変わっていると言えば、猫はいつも必ず人の体のどこかに乗っかっているそうだ。人と人が寄り添っているところに好んで現れ、いつも幸せそうな顔を浮かべているのだと。
猫の毛は、撫でられた数だけ増え、慈しむ気持ちの分だけ柔らかく、暖かくなるらしい。
猫は決して人から離れず、決して人を見捨てず、決して人を嫌わない。
人が猫を本当に見失わない限り、いつもそこにいるそうだ。
だから……――
「婆ちゃん、婆ちゃん!」
青年の言葉に、老婆ははっと顔を上げる。左右を見回し、たくさんの人が居並ぶ様子を目にして思い出す。
ここは満員のバスの中だ。
「だいじょうぶか? もうすぐ小学校に着くから、そこでなら休めるよ」
自分に席を譲ってくれた見知らぬ青年は、泥だらけの顔を少しだけ緩めた。
老婆は窓の外を見て、それからすぐに視線を戻した。がたごとという音の合間に、何か固い木を乗り越えるような大きな揺れが混じる。老婆は青年に言った。
「あんた、猫は知ってるかい」
「猫? なに、婆ちゃん飼ってたの? あ、ごめん。聞いちゃいけなかった?」
「いんや」
老婆は大きく息を吐いた。
「あたしが、あたしのおとっちゃんから聞いた話なんだけどね。ひと様の懐に入るのがたいそう好きな猫がいたそうだ。見えない猫、だよ。人に撫でられるのが大好きな猫なんだそうだ」
「え? 見えないのに撫でられるの?」
「猫はね、人の心なんだってさ」
老婆はそう言って、青年の手をそっと握った。さり、さり……とその皺の浮いた手で撫でる。
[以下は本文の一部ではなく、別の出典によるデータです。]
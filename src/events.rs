use bevy_ecs::{entity::Entity, event::Event};

/// Discrete inputs from the presentation layer.
///
/// Movement is not a command; it is a continuous [`InputIntent`](crate::systems::InputIntent) read every tick.
#[derive(Clone, Copy, Debug, PartialEq, Eq)]
pub enum GameCommand {
    /// Start a run from the menu, or restart after the run ended.
    Confirm,
    Exit,
}

/// Overlaps detected during a tick, consumed by the economy and stage systems of the same tick.
#[derive(Event, Clone, Copy, Debug, PartialEq)]
pub enum GameEvent {
    /// The player is touching `count` enemies.
    EnemyContact { count: usize },
    /// The player is touching a pickup.
    PickupTouched { pickup: Entity, refill: f32 },
    /// The player is touching the level exit.
    ExitReached,
}

/// Notifications for audio, effects and any other observer of the simulation.
#[derive(Event, Clone, Copy, Debug, PartialEq)]
pub enum SimEvent {
    EnemyHit { contacts: usize },
    PickupCollected { refill: f32 },
    /// Oxygen dropped to the low threshold. Fires once per crossing.
    LowOxygen,
    LevelAdvanced { level_id: u32 },
    PlayerDied,
    RunCleared,
}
「こうやって手を握っていれば、猫はいつでもあんたのところに来てくれるはずさ」
「婆ちゃん」
「悪いね。疲れてるときに、こんな婆の話を聞いてくれて。少し気が紛れたよ。ありがとう」
すると、青年は力強く老婆の手を握り返した。
「俺、あんま頭良くないけどさ、体動かすくらいならできるから。婆ちゃんのためにしっかりした家を造るよ。だから、家が出来て、また元通りになったら、その話のつづき、聞かせてくれよ」
「ケガすんじゃないよ。痛いことがあったら、あたしんところへおいで」
「婆ちゃん……そりゃ子供扱いしすぎ」
お互い、少しだけ笑った。
老婆は再び、窓の外を見た。そうしながら、まだ握りっぱなしの青年の手を、老婆はゆっくりと両手で包んだ。
「本当だねえ……おとっちゃんの言うとおりだ」
バスの乗客もみな、窓の外を見つめている。いつの間にか、彼らは互いに手を取り合っていた。
バスはゆっくりと進んでいく。
猫は決して人から離れず、決して人を見捨てず、決して人を嫌わない。
人が猫を本当に見失わない限り、いつもそこにいるそうだ。
だから、人はあたたかい。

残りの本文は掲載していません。